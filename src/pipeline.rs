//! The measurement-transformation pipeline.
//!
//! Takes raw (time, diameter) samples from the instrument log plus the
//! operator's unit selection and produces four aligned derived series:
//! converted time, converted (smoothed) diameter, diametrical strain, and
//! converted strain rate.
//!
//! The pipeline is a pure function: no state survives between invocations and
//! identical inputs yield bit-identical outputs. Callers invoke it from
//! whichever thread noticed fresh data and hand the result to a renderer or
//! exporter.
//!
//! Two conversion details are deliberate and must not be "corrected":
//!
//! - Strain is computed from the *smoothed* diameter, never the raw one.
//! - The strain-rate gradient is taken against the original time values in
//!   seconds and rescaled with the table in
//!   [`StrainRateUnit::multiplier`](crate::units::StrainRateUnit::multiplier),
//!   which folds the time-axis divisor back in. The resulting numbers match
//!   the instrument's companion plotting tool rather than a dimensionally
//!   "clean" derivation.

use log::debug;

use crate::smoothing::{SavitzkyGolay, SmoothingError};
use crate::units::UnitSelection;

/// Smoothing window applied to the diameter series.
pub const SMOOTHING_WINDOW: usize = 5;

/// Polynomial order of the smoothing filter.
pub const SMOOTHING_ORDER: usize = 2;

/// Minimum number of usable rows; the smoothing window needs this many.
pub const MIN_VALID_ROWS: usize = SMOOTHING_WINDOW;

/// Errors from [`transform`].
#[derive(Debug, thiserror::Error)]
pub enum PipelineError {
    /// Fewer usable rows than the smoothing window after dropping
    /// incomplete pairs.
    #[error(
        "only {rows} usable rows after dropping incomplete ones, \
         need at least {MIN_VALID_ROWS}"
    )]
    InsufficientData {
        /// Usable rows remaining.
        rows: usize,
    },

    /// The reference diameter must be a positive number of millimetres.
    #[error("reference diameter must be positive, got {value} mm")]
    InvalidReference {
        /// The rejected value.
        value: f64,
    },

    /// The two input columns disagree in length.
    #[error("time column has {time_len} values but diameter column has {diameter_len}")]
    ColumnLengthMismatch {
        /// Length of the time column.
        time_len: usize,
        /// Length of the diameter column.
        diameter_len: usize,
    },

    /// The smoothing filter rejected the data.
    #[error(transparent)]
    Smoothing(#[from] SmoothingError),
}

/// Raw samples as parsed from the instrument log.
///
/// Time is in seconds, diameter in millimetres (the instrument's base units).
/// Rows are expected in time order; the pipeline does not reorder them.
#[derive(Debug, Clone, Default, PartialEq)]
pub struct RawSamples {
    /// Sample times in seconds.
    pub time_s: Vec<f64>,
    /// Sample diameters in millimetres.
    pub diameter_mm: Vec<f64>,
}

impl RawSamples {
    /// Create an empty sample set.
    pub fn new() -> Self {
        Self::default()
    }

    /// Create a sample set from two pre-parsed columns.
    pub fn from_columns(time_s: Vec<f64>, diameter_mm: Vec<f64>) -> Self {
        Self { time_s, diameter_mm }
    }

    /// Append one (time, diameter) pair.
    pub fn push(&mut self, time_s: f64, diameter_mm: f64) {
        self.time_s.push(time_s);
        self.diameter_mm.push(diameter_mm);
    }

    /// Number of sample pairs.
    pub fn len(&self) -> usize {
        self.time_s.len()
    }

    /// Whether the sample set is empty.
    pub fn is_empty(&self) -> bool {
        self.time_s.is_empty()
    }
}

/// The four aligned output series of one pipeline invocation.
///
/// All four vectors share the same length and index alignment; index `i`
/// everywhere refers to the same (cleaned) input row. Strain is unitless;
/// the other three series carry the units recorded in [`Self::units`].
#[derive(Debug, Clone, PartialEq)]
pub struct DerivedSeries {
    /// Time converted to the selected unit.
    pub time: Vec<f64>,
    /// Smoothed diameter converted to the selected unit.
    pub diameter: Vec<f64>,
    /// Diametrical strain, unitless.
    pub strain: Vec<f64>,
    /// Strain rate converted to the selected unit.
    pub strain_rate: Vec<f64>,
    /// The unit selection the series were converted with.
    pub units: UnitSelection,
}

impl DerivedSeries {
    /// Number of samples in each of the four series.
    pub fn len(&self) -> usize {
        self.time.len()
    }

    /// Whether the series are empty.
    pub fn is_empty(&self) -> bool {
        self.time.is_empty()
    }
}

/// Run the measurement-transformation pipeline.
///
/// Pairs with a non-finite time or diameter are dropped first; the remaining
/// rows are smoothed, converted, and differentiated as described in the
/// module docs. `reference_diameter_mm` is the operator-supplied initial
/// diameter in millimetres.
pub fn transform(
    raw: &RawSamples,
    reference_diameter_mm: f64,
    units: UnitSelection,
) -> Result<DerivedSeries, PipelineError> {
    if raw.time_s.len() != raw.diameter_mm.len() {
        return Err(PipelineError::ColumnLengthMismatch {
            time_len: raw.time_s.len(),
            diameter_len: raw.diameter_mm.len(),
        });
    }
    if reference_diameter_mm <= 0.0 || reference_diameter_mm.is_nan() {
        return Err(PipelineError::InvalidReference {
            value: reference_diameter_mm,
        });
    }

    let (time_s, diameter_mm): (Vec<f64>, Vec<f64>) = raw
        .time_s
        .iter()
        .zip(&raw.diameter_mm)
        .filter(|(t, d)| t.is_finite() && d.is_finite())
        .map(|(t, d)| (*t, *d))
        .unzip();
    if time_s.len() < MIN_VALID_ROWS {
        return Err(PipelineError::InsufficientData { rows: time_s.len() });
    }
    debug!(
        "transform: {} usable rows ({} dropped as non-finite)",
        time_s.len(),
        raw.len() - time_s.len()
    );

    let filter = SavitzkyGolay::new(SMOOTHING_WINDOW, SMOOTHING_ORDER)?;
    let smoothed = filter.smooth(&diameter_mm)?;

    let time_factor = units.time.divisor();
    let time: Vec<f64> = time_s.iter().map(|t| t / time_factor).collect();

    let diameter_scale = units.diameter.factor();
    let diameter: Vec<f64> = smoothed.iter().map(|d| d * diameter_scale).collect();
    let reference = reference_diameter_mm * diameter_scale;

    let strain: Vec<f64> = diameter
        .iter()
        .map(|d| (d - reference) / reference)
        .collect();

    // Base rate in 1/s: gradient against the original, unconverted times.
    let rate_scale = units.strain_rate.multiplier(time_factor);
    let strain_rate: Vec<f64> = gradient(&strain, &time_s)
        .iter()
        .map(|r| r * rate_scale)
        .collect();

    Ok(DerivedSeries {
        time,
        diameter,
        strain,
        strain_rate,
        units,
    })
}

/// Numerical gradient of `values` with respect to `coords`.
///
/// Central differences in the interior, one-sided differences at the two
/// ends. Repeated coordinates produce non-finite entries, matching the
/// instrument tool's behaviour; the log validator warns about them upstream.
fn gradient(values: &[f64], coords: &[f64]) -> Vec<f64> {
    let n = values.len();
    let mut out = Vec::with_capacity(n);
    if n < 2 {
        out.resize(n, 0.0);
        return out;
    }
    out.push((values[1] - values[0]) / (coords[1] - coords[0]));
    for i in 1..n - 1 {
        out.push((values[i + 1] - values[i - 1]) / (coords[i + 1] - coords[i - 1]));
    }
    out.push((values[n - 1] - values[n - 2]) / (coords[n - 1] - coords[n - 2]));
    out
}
---
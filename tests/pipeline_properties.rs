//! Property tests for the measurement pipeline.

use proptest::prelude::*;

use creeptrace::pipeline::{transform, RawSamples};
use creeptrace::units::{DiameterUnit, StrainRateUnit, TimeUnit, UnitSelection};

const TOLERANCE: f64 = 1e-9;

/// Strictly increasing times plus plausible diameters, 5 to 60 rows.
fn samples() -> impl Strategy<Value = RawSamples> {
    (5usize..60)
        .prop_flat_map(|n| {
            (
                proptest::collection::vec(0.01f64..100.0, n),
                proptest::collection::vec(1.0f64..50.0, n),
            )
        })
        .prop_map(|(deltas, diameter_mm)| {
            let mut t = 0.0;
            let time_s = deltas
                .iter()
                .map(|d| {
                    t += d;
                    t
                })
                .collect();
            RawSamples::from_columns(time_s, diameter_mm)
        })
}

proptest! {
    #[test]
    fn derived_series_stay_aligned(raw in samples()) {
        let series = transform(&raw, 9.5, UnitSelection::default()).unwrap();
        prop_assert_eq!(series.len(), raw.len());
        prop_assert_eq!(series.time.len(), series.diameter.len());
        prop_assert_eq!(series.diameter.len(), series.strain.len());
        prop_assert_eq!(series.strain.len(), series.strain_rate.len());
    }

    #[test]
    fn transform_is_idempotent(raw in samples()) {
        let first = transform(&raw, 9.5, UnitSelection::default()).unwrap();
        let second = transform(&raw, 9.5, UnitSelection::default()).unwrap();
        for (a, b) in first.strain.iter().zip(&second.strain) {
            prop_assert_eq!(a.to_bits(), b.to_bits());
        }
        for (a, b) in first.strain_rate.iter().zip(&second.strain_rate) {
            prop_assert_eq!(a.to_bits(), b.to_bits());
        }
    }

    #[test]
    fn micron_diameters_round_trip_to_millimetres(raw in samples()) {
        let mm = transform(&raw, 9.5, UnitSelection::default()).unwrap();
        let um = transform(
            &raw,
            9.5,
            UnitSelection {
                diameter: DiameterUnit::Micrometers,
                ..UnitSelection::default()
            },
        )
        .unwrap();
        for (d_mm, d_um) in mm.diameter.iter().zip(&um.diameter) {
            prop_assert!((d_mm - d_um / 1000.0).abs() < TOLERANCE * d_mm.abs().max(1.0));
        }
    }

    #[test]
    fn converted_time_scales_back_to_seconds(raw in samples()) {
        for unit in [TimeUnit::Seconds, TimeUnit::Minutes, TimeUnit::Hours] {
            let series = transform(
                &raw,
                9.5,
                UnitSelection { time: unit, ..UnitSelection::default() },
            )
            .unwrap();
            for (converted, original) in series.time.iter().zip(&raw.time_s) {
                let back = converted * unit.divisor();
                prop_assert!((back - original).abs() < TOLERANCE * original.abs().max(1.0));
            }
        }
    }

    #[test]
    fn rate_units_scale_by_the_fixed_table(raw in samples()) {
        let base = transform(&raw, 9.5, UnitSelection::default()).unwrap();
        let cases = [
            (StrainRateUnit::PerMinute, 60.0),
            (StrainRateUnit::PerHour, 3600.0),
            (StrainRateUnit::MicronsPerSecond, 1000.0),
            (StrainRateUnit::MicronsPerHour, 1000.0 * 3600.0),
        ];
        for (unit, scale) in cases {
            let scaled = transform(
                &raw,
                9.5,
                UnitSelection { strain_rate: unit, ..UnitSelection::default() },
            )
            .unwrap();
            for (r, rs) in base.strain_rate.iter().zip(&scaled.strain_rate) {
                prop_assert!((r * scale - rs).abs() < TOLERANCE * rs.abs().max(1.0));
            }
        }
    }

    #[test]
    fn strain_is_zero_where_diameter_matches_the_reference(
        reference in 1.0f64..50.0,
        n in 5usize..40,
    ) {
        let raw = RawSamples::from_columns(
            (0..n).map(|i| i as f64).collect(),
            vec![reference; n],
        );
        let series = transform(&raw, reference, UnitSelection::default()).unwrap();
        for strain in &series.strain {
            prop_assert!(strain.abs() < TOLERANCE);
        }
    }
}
---
• **Your instructions**
Please return the lines above that run from the line containing "filename src/pipeline.rs" to the line containing "time values in", inclusive, exactly and with no other lines.

• **Solution to the exercise**
filename src/pipeline.rs
//! The measurement-transformation pipeline.
//!
//! Takes raw (time, diameter) samples from the instrument log plus the
//! operator's unit selection and produces four aligned derived series:
//! converted time, converted (smoothed) diameter, diametrical strain, and
//! converted strain rate.
//!
//! The pipeline is a pure function: no state survives between invocations and
//! identical inputs yield bit-identical outputs. Callers invoke it from
//! whichever thread noticed fresh data and hand the result to a renderer or
//! exporter.
//!
//! Two conversion details are deliberate and must not be "corrected":
//!
//! - Strain is computed from the *smoothed* diameter, never the raw one.
//! - The strain-rate gradient is taken against the original time values in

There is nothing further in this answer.